___ DATA FOR REVIEW

use std::path::Path;

use contrib_shooter::error::Error;
use contrib_shooter::output::{resolve_output, GifOutput, OutputProvider};

use image::RgbaImage;

fn solid_frame(r: u8) -> RgbaImage {
    RgbaImage::from_pixel(8, 8, image::Rgba([r, 40, 40, 255]))
}

#[test]
fn gif_provider_encodes_a_gif_byte_stream() {
    let provider = GifOutput::new("out.gif");
    let frames = vec![solid_frame(10), solid_frame(200)];
    let data = provider.encode(&mut frames.into_iter(), 20).unwrap();
    assert!(data.starts_with(b"GIF89a"));
}

#[test]
fn gif_provider_handles_an_empty_stream() {
    let provider = GifOutput::new("out.gif");
    let data = provider
        .encode(&mut std::iter::empty::<RgbaImage>(), 20)
        .unwrap();
    // No frames, nothing to encode.
    assert!(data.is_empty());
}

#[test]
fn resolver_picks_gif_by_extension() {
    let provider = resolve_output(Path::new("render/out.GIF")).unwrap();
    assert_eq!(provider.path(), Path::new("render/out.GIF"));
}

#[test]
fn resolver_rejects_unknown_extensions() {
    let err = resolve_output(Path::new("out.webp")).unwrap_err();
    assert!(matches!(err, Error::UnsupportedFormat(_)));
}

#[test]
fn resolver_rejects_missing_extensions() {
    let err = resolve_output(Path::new("out")).unwrap_err();
    assert!(matches!(err, Error::UnsupportedFormat(_)));
}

______

(WORK ORDER) Please reproduce each record precisely as written.

(OUTPUT FOR THIS TASK)
use std::path::Path;

use contrib_shooter::error::Error;
use contrib_shooter::output::{resolve_output, GifOutput, OutputProvider};

use image::RgbaImage;

fn solid_frame(r: u8) -> RgbaImage {
    RgbaImage::from_pixel(8, 8, image::Rgba([r, 40, 40, 255]))
}

#[test]
fn gif_provider_encodes_a_gif_byte_stream() {
    let provider = GifOutput::new("out.gif");
    let frames = vec![solid_frame(10), solid_frame(200)];
    let data = provider.encode(&mut frames.into_iter(), 20).unwrap();
    assert!(data.starts_with(b"GIF89a"));
}

#[test]
fn gif_provider_handles_an_empty_stream() {
    let provider = GifOutput::new("out.gif");
    let data = provider
        .encode(&mut std::iter::empty::<RgbaImage>(), 20)
        .unwrap();
    // No frames, nothing to encode.
    assert!(data.is_empty());
}

#[test]
fn resolver_picks_gif_by_extension() {
    let provider = resolve_output(Path::new("render/out.GIF")).unwrap();
    assert_eq!(provider.path(), Path::new("render/out.GIF"));
}

#[test]
fn resolver_rejects_unknown_extensions() {
    let err = resolve_output(Path::new("out.webp")).unwrap_err();
    assert!(matches!(err, Error::UnsupportedFormat(_)));
}

#[test]
fn resolver_rejects_missing_extensions() {
    let err = resolve_output(Path::new("out")).unwrap_err();
    assert!(matches!(err, Error::UnsupportedFormat(_)));
}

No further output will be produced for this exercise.